The inspection scope and findings were summarized on February 24, 1986, with

those persons indicated in paragraph 1 above. The licensee did not identify

as proprietary any of the materials provided to or reviewed by the

inspectors during this inspection. The licensee had no comment on the

following inspection findings:

a. 416/86-02-01, Violation. Three examples for failure to perform safety

evaluations per 10 CFR 50.59. (Paragraph 3.a)

b. 416/86-02-02, Inspector Followup Item. Replacement of HPCS generator

during first refueling outage. (Paragraph 9.a)

c. 416/86-02-03, Inspector Followup Item. Restrict plant operation to

require at least 19 SRVs be operable. (Paragraph 9.b)

d. 416/86-02-04, Inspector Followup Item. Need for essential or emergency

lighting in the diesel generator building and/or the upper control

panel room. (Paragraph 7)

3. Licensee Action on Previous Enforcement Matters (92702)

a. (0 pen) Violation 416/84-16-01. By letter dated December 1,1985 the

licensee submitted the initial Final Safety Analysis Report (FSAR)

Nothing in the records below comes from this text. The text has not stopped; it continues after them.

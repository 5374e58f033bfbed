//! Component facade and the reconciliation pipeline behind it.

mod chart_component;
mod chart_parameters;
mod data_label_resolver;
mod event_bridge;
mod json_contract;
mod lifecycle_controller;
mod non_axis_resolver;
mod reconciler;
mod render_coordinator;
mod render_trigger;
mod selection_fixup_resolver;
mod series_registry;
mod series_resolver;
mod stroke_resolver;
mod validation;

pub use chart_component::{ChartComponent, RenderedSnapshot};
pub use chart_parameters::ChartParameters;
pub use event_bridge::{SelectedData, SelectionCallback, SelectionEvent};
pub use json_contract::serialize_chart_options;
pub use lifecycle_controller::HostEvent;
pub use reconciler::{ReconcileInput, Reconciliation, reconcile};
pub use render_trigger::{DirtyReason, RenderTrigger, TriggerState};
pub use selection_fixup_resolver::MIN_SELECTABLE_MARKER_SIZE;
pub use series_registry::SeriesRegistry;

update for the Grand Gulf Nuclear Station. The letter addressed three

unique items concerning Fire Hazard Analysis, Environmental Equipment

Qualification and High Groundwater Level. The letter also stated that

the updated FSAR was prepared considering the additional guidance

provided by Generic Letter 81-06, Periodic Updating of Final Safety

Analysis Reports.

While reviewing the updated FSAR (UFSAR) for corrective action

implementation for a previous violation (416/84-16-01) it was found

that the UFSAR did not incorporate the action committed in the

licensee's response. The licensee removed a commitment concerning

protective tagging responsibility from the UFSAR. A cursory review of

the USFAR versus the original FSAR (OFSAR) revealed several

discrepancies. Some examples of the differences noted were as follows:

(1) 0FSAR, paragraph 13.1.2.2.3.1, Shift Superintendent, states "The

shift superintendent is responsible for all protective tagging at

GGNS."

UFSAR, paragraph 13.1.2.2.16.1, Shift Superintendent, does not

address protective tagging. Paragraph 18.1.13, Guidance on

Procedures for Verifying Correct Performance of Operating

Activities (1.C.6), does not address who is responsible for

protective tagging.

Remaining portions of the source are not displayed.